Una pregunta pertinente antes de cualquier juicio sería si el arte debiera proponer y, luego, qué debiera proponer. Y el arte no siempre propone. De hecho, el arte solo propone en sí mismo. He ahí la preciosa inutilidad del arte: es un hecho en sí. Luego, los demás, queremos conferirle mensajes que serán aceptados según nuestra moral.
Y la extremación de esta valoración moral de estos grafitos no está en el trazo, en el color y en la transtextualidad (cómic, TV, cine) que contienen y en el desafío al sentido de la propiedad privada. “¿Qué tal si van y pintan las paredes de tu casa?”, preguntan desafiantes. Y es cierto que será muy desagradable amanecer y ver que la tapia de nuestra casa ha sido “pintarrajeada”.
Pero eso es no querer entender el fenómeno. Es más bien refugiarse ante lo que no conocemos y nos irrumpe. Es un sentimiento natural. “En la medida en que incursionamos por culturas no tan difundidas, con raíces menos extendidas en el curso de la historia, más dificultades tenemos de comprender ciertas conductas o algunas reglas de convivencia social”, dice el filósofo argentino Tomás Abraham.
Pareciera que el arte tiene la aspiración de llegar a los museos. Pero no todos anhelan esa consagración académica. No todos anhelan ser un Bansky o un Basquiat, legitimados por los grandes museos y que las élites culturales sí confieren valor y han llegado a pagar cientos de miles de dólares por una de sus piezas. Habría que ser obtuso para no encontrar la inmensa calidad que tienen. Pero la historia del arte y de la literatura nos enseña que ese lugar le es concedido a dos que tres personas de toda una generación. Además, ese no es el lugar que un grafitero no quiere ocupar.
Los grafiteros tienen dos necesidades: apropiarse de una ciudad que les es ajena y tener sentido de pertenencia e identidad en una ciudad que los ignora y hacerlo desde la ilegalidad. De no ser por el amordazamiento de los guardias (insistimos: un acto reprochable), hasta se podría decir que es una violencia que contiene una violencia más grave.

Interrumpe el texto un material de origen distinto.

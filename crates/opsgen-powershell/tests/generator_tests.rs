use opsgen_core::CodeGenerator;
use opsgen_core::ir::EnhancementLevel;
use opsgen_core::parse;
use opsgen_core::transform::{self, TransformOptions};
use opsgen_powershell::{EmitOptions, PowerShellGenerator};

const PETSTORE: &str = include_str!("fixtures/petstore.yaml");

fn generate(level: EnhancementLevel) -> Vec<opsgen_core::GeneratedFile> {
    let spec = parse::from_yaml(PETSTORE).unwrap();
    let options = TransformOptions {
        level,
        ..TransformOptions::default()
    };
    let module = transform::transform_with_options(&spec, &options);
    PowerShellGenerator
        .generate(&module, &EmitOptions::default())
        .expect("generation should succeed")
}

fn content<'a>(files: &'a [opsgen_core::GeneratedFile], path: &str) -> &'a str {
    &files
        .iter()
        .find(|f| f.path == path)
        .unwrap_or_else(|| panic!("should emit {path}"))
        .content
}

#[test]
fn petstore_single_module() {
    let files = generate(EnhancementLevel::Standard);
    let paths: Vec<&str> = files.iter().map(|f| f.path.as_str()).collect();
    assert_eq!(paths, vec!["SwaggerPetstore.psm1", "SwaggerPetstore.psd1"]);

    let psm1 = content(&files, "SwaggerPetstore.psm1");
    assert!(psm1.starts_with("# SwaggerPetstore: PowerShell client for Swagger Petstore 1.0.0\n"));
    assert!(psm1.contains("function Get-PetsList {"));
    assert!(psm1.contains("function Get-Pets1 {"));
    assert!(psm1.contains("function Invoke-Health {"));
    assert!(psm1.contains("[string]$BaseUri = 'https://api.petstore.example.com/v1'"));
    assert!(psm1.contains("$uri = $BaseUri.TrimEnd('/') + \"/pets/$([uri]::EscapeDataString([string]$petId))\""));
    assert!(psm1.contains("Method      = 'Delete'"));
    assert!(psm1.contains("Write-Warning 'Remove-Pets is deprecated.'"));
    assert!(psm1.contains("This operation is deprecated."));
    assert!(psm1.contains("Enhancement level: Standard"));
    assert!(psm1.contains("$requestParams['TimeoutSec'] = $TimeoutSec"));
    // query and body wait for Advanced
    assert!(!psm1.contains("$query"));
    assert!(!psm1.contains("ConvertTo-Json"));
    assert!(psm1.ends_with(")\n"));

    let psd1 = content(&files, "SwaggerPetstore.psd1");
    assert!(psd1.contains("RootModule        = 'SwaggerPetstore.psm1'"));
    assert!(psd1.contains("ModuleVersion     = '1.0.0'"));
    assert!(psd1.contains("Description       = 'A sample API that uses a petstore as an example.'"));
    assert!(psd1.contains("        'Invoke-Health'\n    )"));
}

#[test]
fn advanced_module_sends_query_and_body() {
    let files = generate(EnhancementLevel::Advanced);
    let psm1 = content(&files, "SwaggerPetstore.psm1");
    assert!(psm1.contains("if ($PSBoundParameters.ContainsKey('limit')) {"));
    assert!(psm1.contains("[ValidateRange(1, 100)]"));
    assert!(psm1.contains("[ValidatePattern('(?-i)^[A-Za-z0-9]+$')]"));
    assert!(psm1.contains("[ValidateSet('name', 'email')]"));
    assert!(psm1.contains("[uri]::EscapeDataString('fields[user]')"));
    assert!(psm1.contains("[Parameter(Mandatory = $true)]\n        [object]$Body,"));
    assert!(psm1.contains("ConvertTo-Json -InputObject $Body -Depth 10"));
    assert!(!psm1.contains("Start-Sleep"));
}

#[test]
fn expert_module_retries() {
    let files = generate(EnhancementLevel::Expert);
    let psm1 = content(&files, "SwaggerPetstore.psm1");
    assert!(psm1.contains("[ValidateSet('Default', 'Ignore', 'Retry')]"));
    assert!(psm1.contains("Start-Sleep -Milliseconds $delayMs"));
    assert_eq!(psm1.matches("for ($attempt = 1;").count(), 14);
}

#[test]
fn large_modules_are_split() {
    let paths: Vec<String> = (0..51)
        .map(|i| format!(r#""/resource{i}": {{"get": {{}}}}"#))
        .collect();
    let json = format!(
        r#"{{"openapi": "3.0.0", "info": {{"title": "Big Api", "version": "2.0"}}, "paths": {{{}}}}}"#,
        paths.join(",")
    );
    let module = transform::transform(&parse::from_json(&json).unwrap());
    let files = PowerShellGenerator
        .generate(&module, &EmitOptions::default())
        .unwrap();

    assert_eq!(files.len(), 53);
    assert_eq!(files[0].path, "Public/Get-Resource0List.ps1");
    assert!(files[0].content.contains("function Get-Resource0List {"));
    assert!(files[0].content.ends_with("}\n"));

    let psm1 = content(&files, "BigApi.psm1");
    assert!(psm1.contains(". (Join-Path $PSScriptRoot \"Public/$name.ps1\")"));
    assert!(psm1.contains("    'Get-Resource50List'\n)"));
    assert!(!psm1.contains("function Get-Resource0List"));

    // no server declared: BaseUri is mandatory
    assert!(files[0].content.contains("[Parameter(Mandatory = $true)]\n        [ValidateNotNullOrEmpty()]\n        [string]$BaseUri,"));

    let psd1 = content(&files, "BigApi.psd1");
    assert!(psd1.contains("ModuleVersion     = '2.0'"));
    assert!(psd1.contains("Description       = 'PowerShell client for Big Api'"));
}

#[test]
fn split_threshold_is_configurable() {
    let spec = parse::from_yaml(PETSTORE).unwrap();
    let module = transform::transform(&spec);
    let files = PowerShellGenerator
        .generate(&module, &EmitOptions { split_threshold: 10 })
        .unwrap();
    assert_eq!(
        files.iter().filter(|f| f.path.starts_with("Public/")).count(),
        14
    );
}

El grafiti -si se quiere mirar lo positivo- pudiera ser un desfogue de algún tipo de violencia que acaso se manifieste entre aquellos que no encuentran una vía para expresarse. Si bien uno de los elementos constituyentes del grafiti es el anonimato, lo es parcialmente en esta cultura: solo su grupo conoce su rostro. Los demás no, pero, por ejemplo, si se camina por el centro de la ciudad, habrá podido identificar a ‘iz-real’. Eso le confiere existencia.
En el documental ‘Style Wars’, cuyo guion lo escribió Henry Chalfant, graduado por la Universidad de Stanford en Cultura Clásica Griega y que es una de las voces más autorizadas sobre el grafiti, los “escritores” (así se definen), salen en “crew” (grupo) a los ‘bombings’ (bombardear). Y lo hacen por esa necesidad de darse a conocer: saber que su firma en movimiento recorre una ciudad que es puro movimiento y que es suya, muy a pesar de muchos.